The Nature Of Anxiety
Anxiety is the body’s natural response to stress, you can experience it at a new job, a new school, or any new or uncomfortable setting. Though anxiety is a natural part of life and it comes and goes, some people experience it daily and with a stronger force that renders them “useless” or unable to live from day to day. Anxiety can be caused by many different factors and can be experienced in many different ways.

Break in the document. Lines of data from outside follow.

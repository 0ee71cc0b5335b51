use std::sync::Arc;

use rocket::http::{Cookie, CookieJar, Status};
use rocket::serde::json::Json;
use rocket::{get, post, Request, State};
use serde::{Deserialize, Serialize};

use crate::models::StaleSessionReason;

use super::guard::{AuthenticatedSession, ClientIp};
use super::state::GatewayState;

#[derive(Deserialize)]
pub struct LoginRequest {
    pub user_id: String,
    pub password: String,
}

#[derive(Serialize)]
pub struct LoginResponse {
    pub success: bool,
    pub message: String,
    #[serde(skip_serializing_if = "Option::is_none")]
    pub user_id: Option<String>,
    #[serde(skip_serializing_if = "Option::is_none")]
    pub role: Option<crate::models::Role>,
    #[serde(skip_serializing_if = "Option::is_none")]
    pub session_id: Option<String>,
    #[serde(skip_serializing_if = "Option::is_none")]
    pub first_name: Option<String>,
    #[serde(skip_serializing_if = "Option::is_none")]
    pub language_code: Option<String>,
}

fn rate_limited(retry_after_secs: u64) -> (Status, Json<serde_json::Value>) {
    (
        Status::TooManyRequests,
        Json(serde_json::json!({
            "detail": "Too many login attempts. Please try again later.",
            "retry_after": retry_after_secs,
        })),
    )
}

fn locked(locked_until: chrono::DateTime<chrono::Utc>) -> (Status, Json<serde_json::Value>) {
    let retry_after = (locked_until - chrono::Utc::now()).num_seconds().max(0);
    (
        Status::Locked,
        Json(serde_json::json!({
            "detail": "Account is temporarily locked due to multiple failed login attempts.",
            "locked_until": locked_until.to_rfc3339(),
            "retry_after": retry_after,
        })),
    )
}

#[post("/api/external/auth/login", format = "json", data = "<body>")]
pub async fn login(
    state: &State<Arc<GatewayState>>,
    cookies: &CookieJar<'_>,
    ip: ClientIp,
    req: &Request<'_>,
    body: Json<LoginRequest>,
) -> Result<Json<LoginResponse>, (Status, Json<serde_json::Value>)> {
    let ip_addr = Some(ip.0);

    if let Err(retry_after) = state.rate_limiter.check(ip_addr.as_deref().unwrap_or("unknown")) {
        return Err(rate_limited(retry_after));
    }

    let (is_locked, locked_until) = state.lockouts.check_lockout(&body.user_id).await;
    if is_locked {
        return Err(locked(locked_until.expect("is_locked implies locked_until")));
    }

    state.rate_limiter.record(ip_addr.as_deref().unwrap_or("unknown"));

    let Some(user) = state.credentials.authenticate(&body.user_id, &body.password).await else {
        let (just_locked, locked_until) = state.lockouts.record_failed_attempt(&body.user_id).await;
        state.audit.login_failed(&body.user_id, "invalid_credentials", ip_addr.clone()).await;

        if just_locked {
            let locked_until = locked_until.expect("just_locked implies locked_until");
            state
                .audit
                .account_locked(&body.user_id, crate::models::AccountLockout::MAX_FAILURES, locked_until, ip_addr)
                .await;
            return Err(locked(locked_until));
        }

        return Ok(Json(LoginResponse {
            success: false,
            message: "Invalid credentials".to_string(),
            user_id: None,
            role: None,
            session_id: None,
            first_name: None,
            language_code: None,
        }));
    };

    state.lockouts.clear_lockout(&body.user_id).await;
    state.rate_limiter.reset(ip_addr.as_deref().unwrap_or("unknown"));

    let user_agent = req.headers().get_one("User-Agent").map(|s| s.to_string());
    let session = state.sessions.create_session(&user.user_id, user.role, user.owned_bots.clone(), ip_addr.clone(), user_agent).await;

    state.audit.login_success(&user.user_id, if user.role == crate::models::Role::Admin { "admin" } else { "user" }, &session.session_id, ip_addr).await;

    let mut cookie = Cookie::new("session_id", session.session_id.clone());
    cookie.set_http_only(true);
    cookie.set_same_site(rocket::http::SameSite::Lax);
    cookie.set_max_age(rocket::time::Duration::hours(24));
    cookie.set_path("/");
    cookies.add(cookie);

    Ok(Json(LoginResponse {
        success: true,
        message: "Login successful".to_string(),
        user_id: Some(session.user_id),
        role: Some(session.role),
        session_id: Some(session.session_id),
        first_name: user.profile.name,
        language_code: Some(user.profile.language.unwrap_or_else(|| "en".to_string())),
    }))
}

#[post("/api/external/auth/logout")]
pub async fn logout(state: &State<Arc<GatewayState>>, cookies: &CookieJar<'_>, ip: ClientIp) -> Json<serde_json::Value> {
    if let Some(session_id) = cookies.get("session_id").map(|c| c.value().to_string()) {
        if let Some(session) = state.sessions.get_session(&session_id).await {
            state.audit.logout(&session.user_id, &session_id, Some(ip.0)).await;
            state.sessions.invalidate_session(&session_id, StaleSessionReason::LoggedOut).await;
        }
    }
    cookies.remove(Cookie::new("session_id", ""));
    Json(serde_json::json!({"success": true, "message": "Logout successful"}))
}

#[get("/api/external/auth/validate")]
pub async fn validate_session(_session: AuthenticatedSession) -> Json<serde_json::Value> {
    Json(serde_json::json!({"valid": true}))
}
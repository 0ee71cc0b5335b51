mod error;
mod factory;
mod openai_provider;
mod provider;
mod quota;
mod token_consumption;
mod tracked;

pub use error::LlmError;
pub use factory::create_tracked_llm;
pub use openai_provider::OpenAiProvider;
pub use provider::{ChatRole, ChatTurn, LlmCompletion, LlmProvider, TokenUsage};
pub use quota::{BotLifecycleControl, QuotaService, TierRates, TokenMenu};
pub use token_consumption::TokenConsumptionService;
pub use tracked::TrackedLlmProvider;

Anxiety can be caused by genetic factors, if someone in one’s family (mother, father, grandmother, etc.) has an anxiety disorder they are also most likely to develop one later in the future. One’s environment can also lead to developing an anxiety disorder, like being surrounded in a stressful environment where one is being overworked and they are not getting the rest they need or they are not comfortable in the space. Medical factors can also cause anxiety, like a disease or even one’s medication can cause anxiety. Brain chemistry could also be a factor, psychologists have an idea that anxiety could be an imbalance in hormones and electrical signs in the brain. And lastly, withdrawal from medication or illicit substances can cause anxiety to develop greatly.

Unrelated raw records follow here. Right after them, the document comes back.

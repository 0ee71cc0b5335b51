//! Composition root for one running bot: builds its provider, queue
//! manager, and feature handlers from a `BotConfig`, and reacts to
//! connect/disconnect events by moving delivery-queue items and
//! (re)scheduling group tracking jobs. The single owner of "what bots are
//! currently running."

use std::collections::HashMap;
use std::sync::Arc;

use async_trait::async_trait;
use mongodb::bson::doc;
use tokio::sync::RwLock;
use tracing::{error, info, warn};

use crate::config::Config;
use crate::db::Db;
use crate::delivery::{BotHandle, BotSessionLookup, DeliveryQueueManager};
use crate::features::group_tracking::{
    ActionItemExtractor, GroupTrackingScheduler, HistoryService, TrackingLlmLookup, DEFAULT_HIGH_SYSTEM_PROMPT, DEFAULT_LOW_SYSTEM_PROMPT,
};
use crate::features::AutomaticBotReplyService;
use crate::ingestion::IngestionService;
use crate::llm::{create_tracked_llm, BotLifecycleControl, QuotaService, TokenConsumptionService};
use crate::models::{BotConfig, BotStatus};
use crate::provider::{ChatProvider, SessionEndCallback, StatusChangeCallback, WhatsAppBridgeProvider};
use crate::queue::QueueManager;
use crate::session_manager::SessionManager;

pub struct BotLifecycleService {
    db: Db,
    config: Config,
    delivery: Arc<DeliveryQueueManager>,
    scheduler: Arc<GroupTrackingScheduler>,
    history: Arc<HistoryService>,
    quota: Arc<QuotaService>,
    token_service: Arc<TokenConsumptionService>,
    active_bots: RwLock<HashMap<String, Arc<SessionManager>>>,
}

impl BotLifecycleService {
    pub fn new(
        db: Db,
        config: Config,
        delivery: Arc<DeliveryQueueManager>,
        scheduler: Arc<GroupTrackingScheduler>,
        history: Arc<HistoryService>,
        quota: Arc<QuotaService>,
    ) -> Arc<Self> {
        let token_service = Arc::new(TokenConsumptionService::new(db.clone(), Some(quota.clone())));
        Arc::new(BotLifecycleService {
            db,
            config,
            delivery,
            scheduler,
            history,
            quota,
            token_service,
            active_bots: RwLock::new(HashMap::new()),
        })
    }

    pub async fn active_session(&self, bot_id: &str) -> Option<Arc<SessionManager>> {
        self.active_bots.read().await.get(bot_id).cloned()
    }

    pub async fn is_active(&self, bot_id: &str) -> bool {
        self.active_bots.read().await.contains_key(bot_id)
    }

    async fn load_config(&self, bot_id: &str) -> Option<BotConfig> {
        match self.db.bot_configurations.find_one(doc! {"bot_id": bot_id}).await {
            Ok(config) => config,
            Err(e) => {
                error!(bot_id, "failed to load bot configuration: {e}");
                None
            }
        }
    }

    async fn find_owner(&self, bot_id: &str) -> Option<String> {
        self.db
            .user_auth_credentials
            .find_one(doc! {"owned_bots": bot_id})
            .await
            .ok()
            .flatten()
            .map(|user| user.user_id)
    }

    /// Returns `(server_root, session_base, ws_url)`. `session_base` and
    /// `ws_url` are scoped under `/sessions/{bot_id}`; `server_root` is used
    /// for the non-session-scoped `/initialize` call.
    fn bridge_urls(&self, bot_id: &str) -> (String, String, String) {
        let root = self.config.whatsapp_server_url.trim_end_matches('/').to_string();
        let http = format!("{root}/sessions/{bot_id}");
        let ws = http.replacen("https://", "wss://", 1).replacen("http://", "ws://", 1) + "/ws";
        (root, http, ws)
    }

    /// Builds a fresh, unstarted session from persisted configuration —
    /// provider, queue manager, ingestion service, and whichever message
    /// handler features are enabled.
    async fn build_session(self: &Arc<Self>, config: BotConfig, owner_user_id: String) -> Arc<SessionManager> {
        let (server_root, http_base, ws_url) = self.bridge_urls(&config.bot_id);
        let queue_manager = Arc::new(QueueManager::new(&config, self.db.clone()));

        let status_target = self.clone();
        let on_status_change: StatusChangeCallback = Arc::new(move |bot_id, status| {
            let target = status_target.clone();
            tokio::spawn(async move { target.on_status_change(bot_id, status).await });
        });

        let end_target = self.clone();
        let on_session_end: SessionEndCallback = Arc::new(move |bot_id| {
            let target = end_target.clone();
            tokio::spawn(async move { target.on_bot_disconnected(&bot_id).await });
        });

        let provider: Arc<dyn ChatProvider> = Arc::new(WhatsAppBridgeProvider::new(
            config.bot_id.clone(),
            server_root,
            http_base,
            ws_url,
            queue_manager.clone(),
            config.chat_provider.allow_group_messages,
            Some(on_status_change),
            Some(on_session_end),
        ));

        let session = SessionManager::new(config.bot_id.clone(), provider.clone(), queue_manager.clone());

        let ingestion = Arc::new(IngestionService::new(
            config.bot_id.clone(),
            config.chat_provider.provider_name.clone(),
            queue_manager.clone(),
            self.db.clone(),
        ));
        ingestion.start().await;
        session.register_service(ingestion).await;

        if config.feature_enabled("automatic_bot_reply") {
            self.install_auto_reply(&session, &config, &provider, &owner_user_id, self.token_service.clone()).await;
        }

        session
    }

    async fn install_auto_reply(
        &self,
        session: &Arc<SessionManager>,
        config: &BotConfig,
        provider: &Arc<dyn ChatProvider>,
        owner_user_id: &str,
        token_service: Arc<TokenConsumptionService>,
    ) {
        let options: crate::models::AutomaticBotReplyOptions = config
            .feature("automatic_bot_reply")
            .and_then(|f| serde_json::from_value(f.options.clone()).ok())
            .unwrap_or_default();

        match create_tracked_llm(&config.llm_high, token_service, owner_user_id.to_string(), config.bot_id.clone(), "automatic_bot_reply", "high") {
            Ok(llm) => {
                let system_prompt = options.chat_system_prompt.replace("{user_id}", owner_user_id);
                let service = AutomaticBotReplyService::new(
                    config.bot_id.clone(),
                    provider.clone(),
                    llm,
                    system_prompt,
                    config.context_config.clone(),
                    options.group_whitelist,
                    options.direct_whitelist,
                );
                service.install(session).await;
                session.register_feature("automatic_bot_reply", service).await;
            }
            Err(e) => error!(bot_id = %config.bot_id, "failed to build automatic_bot_reply LLM, feature not installed: {e}"),
        }
    }

    async fn on_status_change(self: Arc<Self>, bot_id: String, status: BotStatus) {
        match status {
            BotStatus::Connected => self.on_bot_connected(bot_id).await,
            BotStatus::Disconnected => self.on_bot_disconnected(&bot_id).await,
            _ => {}
        }
    }

    async fn on_bot_connected(self: Arc<Self>, bot_id: String) {
        if let Err(e) = self.delivery.move_user_to_active(&bot_id).await {
            error!(bot_id = %bot_id, "failed to move delivery items to active queue: {e}");
        }

        if let Err(e) = self
            .db
            .bot_configurations
            .update_one(doc! {"bot_id": &bot_id}, doc! {"$set": {"has_whatsapp_credentials": true}})
            .await
        {
            error!(bot_id = %bot_id, "failed to record successful pairing: {e}");
        }

        let Some(config) = self.load_config(&bot_id).await else {
            return;
        };

        let jobs = if config.feature_enabled("periodic_group_tracking") {
            config
                .feature("periodic_group_tracking")
                .and_then(|f| serde_json::from_value::<crate::models::PeriodicGroupTrackingOptions>(f.options.clone()).ok())
                .map(|options| options.groups)
                .unwrap_or_default()
        } else {
            Vec::new()
        };

        self.scheduler
            .update_jobs(&bot_id, &config.chat_provider.provider_name, &config.profile.timezone, jobs)
            .await;
    }

    async fn on_bot_disconnected(&self, bot_id: &str) {
        info!(bot_id, "bot disconnected, pausing tracking jobs");
        self.scheduler.stop_tracking_jobs(bot_id).await;
    }

    pub async fn start_bot(self: &Arc<Self>, bot_id: &str) {
        if self.is_active(bot_id).await {
            info!(bot_id, "bot already active, skipping start");
            return;
        }

        let Some(config) = self.load_config(bot_id).await else {
            error!(bot_id, "config not found, cannot start");
            return;
        };
        let owner_user_id = self.find_owner(bot_id).await.unwrap_or_else(|| bot_id.to_string());

        let session = self.build_session(config, owner_user_id).await;
        if let Err(e) = session.start().await {
            error!(bot_id, "failed to start session: {e}");
            return;
        }
        self.active_bots.write().await.insert(bot_id.to_string(), session);
    }

    pub async fn stop_bot(&self, bot_id: &str, cleanup_session: bool) {
        let Some(session) = self.active_bots.write().await.remove(bot_id) else {
            return;
        };
        info!(bot_id, cleanup_session, "stopping bot");
        session.stop(cleanup_session).await;

        if let Err(e) = self.delivery.move_user_to_holding(bot_id).await {
            error!(bot_id, "failed to move delivery items to holding queue: {e}");
        }
        self.scheduler.stop_tracking_jobs(bot_id).await;
    }

    pub async fn reload_bot(self: &Arc<Self>, bot_id: &str) {
        self.stop_bot(bot_id, false).await;
        self.start_bot(bot_id).await;
    }

    /// Stops the running instance (if any), drains its delivery items and
    /// tracking state, and deletes the configuration document. Does not
    /// touch the owning user's credentials.
    pub async fn delete_bot(&self, bot_id: &str) -> mongodb::error::Result<bool> {
        self.scheduler.stop_tracking_jobs(bot_id).await;

        if let Some(session) = self.active_bots.write().await.remove(bot_id) {
            session.stop(true).await;
        }

        if let Err(e) = self.delivery.move_user_to_holding(bot_id).await {
            warn!(bot_id, "failed to drain delivery queue before delete: {e}");
        }

        for group in self.history.get_tracked_periods(bot_id, None).await {
            let _ = self.history.delete_group_periods(bot_id, &group.group_identifier).await;
        }

        let result = self.db.bot_configurations.delete_one(doc! {"bot_id": bot_id}).await?;
        Ok(result.deleted_count > 0)
    }

    /// Stops every currently active session without bridge cleanup, so
    /// WhatsApp credentials survive a process restart. Called on shutdown.
    pub async fn stop_all_sessions(&self) {
        let bot_ids: Vec<String> = self.active_bots.read().await.keys().cloned().collect();
        for bot_id in bot_ids {
            self.stop_bot(&bot_id, false).await;
        }
    }
}

// Implemented on `Arc<BotLifecycleService>` rather than on the bare type
// since `start_bot` needs to hand its own `Arc` down into spawned
// callbacks (`build_session`'s status-change closures); both trait
// objects below are always constructed from an already-`Arc`'d service.
#[async_trait]
impl BotLifecycleControl for Arc<BotLifecycleService> {
    async fn stop_bot(&self, bot_id: &str) {
        BotLifecycleService::stop_bot(self, bot_id, true).await;
    }

    async fn start_bot(&self, bot_id: &str) {
        BotLifecycleService::start_bot(self, bot_id).await;
    }
}

#[async_trait]
impl BotSessionLookup for Arc<BotLifecycleService> {
    async fn get(&self, bot_id: &str) -> Option<BotHandle> {
        let session = self.active_session(bot_id).await?;
        let config = self.load_config(bot_id).await?;
        Some(BotHandle {
            session,
            language_code: config.profile.language,
        })
    }
}

/// Extractors are built fresh per fire rather than cached, since each
/// tenant's `llm_low`/`llm_high` configuration can change between runs and
/// the cost of one extra client construction is negligible next to the
/// LLM calls it's about to make.
#[async_trait]
impl TrackingLlmLookup for Arc<BotLifecycleService> {
    async fn extractor_for(&self, bot_id: &str) -> Option<ActionItemExtractor> {
        let config = self.load_config(bot_id).await?;
        let owner_user_id = self.find_owner(bot_id).await.unwrap_or_else(|| bot_id.to_string());

        let low_llm = create_tracked_llm(
            &config.llm_low,
            self.token_service.clone(),
            owner_user_id.clone(),
            bot_id.to_string(),
            "periodic_group_tracking",
            "low",
        )
        .map_err(|e| error!(bot_id, "failed to build periodic_group_tracking low-tier LLM: {e}"))
        .ok()?;

        let high_llm = create_tracked_llm(
            &config.llm_high,
            self.token_service.clone(),
            owner_user_id,
            bot_id.to_string(),
            "periodic_group_tracking",
            "high",
        )
        .map_err(|e| error!(bot_id, "failed to build periodic_group_tracking high-tier LLM: {e}"))
        .ok()?;

        Some(ActionItemExtractor::new(
            low_llm,
            high_llm,
            DEFAULT_LOW_SYSTEM_PROMPT.to_string(),
            DEFAULT_HIGH_SYSTEM_PROMPT.to_string(),
        ))
    }
}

Anxiety has many different types of symptoms that change from person to person. These symptoms range from butterflies in your stomach to being out of touch with the world and not feeling in control of your body anymore. The most common symptoms of anxiety are: increased heart rate, rapid breathing, restlessness, trouble concentrating, and difficulty falling asleep. Other than those symptoms, others may also experience somatic symptoms like nausea, diarrhea, and perspiration. Many also experience a fear of dying because of their loss of control towards their bodies. When one is having an anxiety or panic attack it feels like someone is stabbing them in the chest with every breath they take, a storm is following them with every drop of water there comes a negative thought, someone has stolen their identity and has acted differently than who they truly are by “giving blank stares and fidgeting and not having much interesting to say,” and explosions in their brain that leave their memory foggy, leaving them empty of any response.

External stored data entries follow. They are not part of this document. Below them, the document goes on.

use chrono::{DateTime, Utc};
use serde::{Deserialize, Serialize};

use super::Message;

/// A WhatsApp group being watched for a given bot. Identity is
/// `(bot_id, group_identifier)`; `display_name` is cosmetic and may drift.
#[derive(Debug, Clone, Serialize, Deserialize)]
pub struct TrackedGroup {
    pub bot_id: String,
    pub group_identifier: String,
    pub display_name: String,
    pub cron_schedule: String,
    #[serde(default)]
    pub alternate_identifiers: Vec<String>,
    pub created_at: DateTime<Utc>,
}

/// One completed fetch window for a tracked group: the messages seen and
/// the action items extracted from them. Periods are append-only.
#[derive(Debug, Clone, Serialize, Deserialize)]
pub struct TrackedPeriod {
    pub bot_id: String,
    pub group_identifier: String,
    pub window_start: DateTime<Utc>,
    pub window_end: DateTime<Utc>,
    pub messages: Vec<Message>,
    #[serde(default)]
    pub action_items: Vec<serde_json::Value>,
    pub created_at: DateTime<Utc>,
}

/// Cron scheduling cursor for a tracked group, persisted so a restart
/// resumes from the last fired window rather than re-running history.
#[derive(Debug, Clone, Serialize, Deserialize)]
pub struct TrackingState {
    pub bot_id: String,
    pub group_identifier: String,
    pub last_fired_at: DateTime<Utc>,
}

Once one is diagnosed with an anxiety disorder, it does not necessarily mean that they have to go through medical treatment, some just need to make changes to their lifestyles that can make a huge difference. In severe cases though, some do need to seek treatment like psychotherapy or even medication. During psychotherapy, they are introduced to a form of psychotherapy called cognitive-behavioral therapy (CBT). With CBT, psychologists assist patients in learning how to cope and manage the factors in their life that contributes to towards their anxiety. “Through the cognitive component of therapy, patients learn to understand how their thoughts contribute to their anxiety symptoms.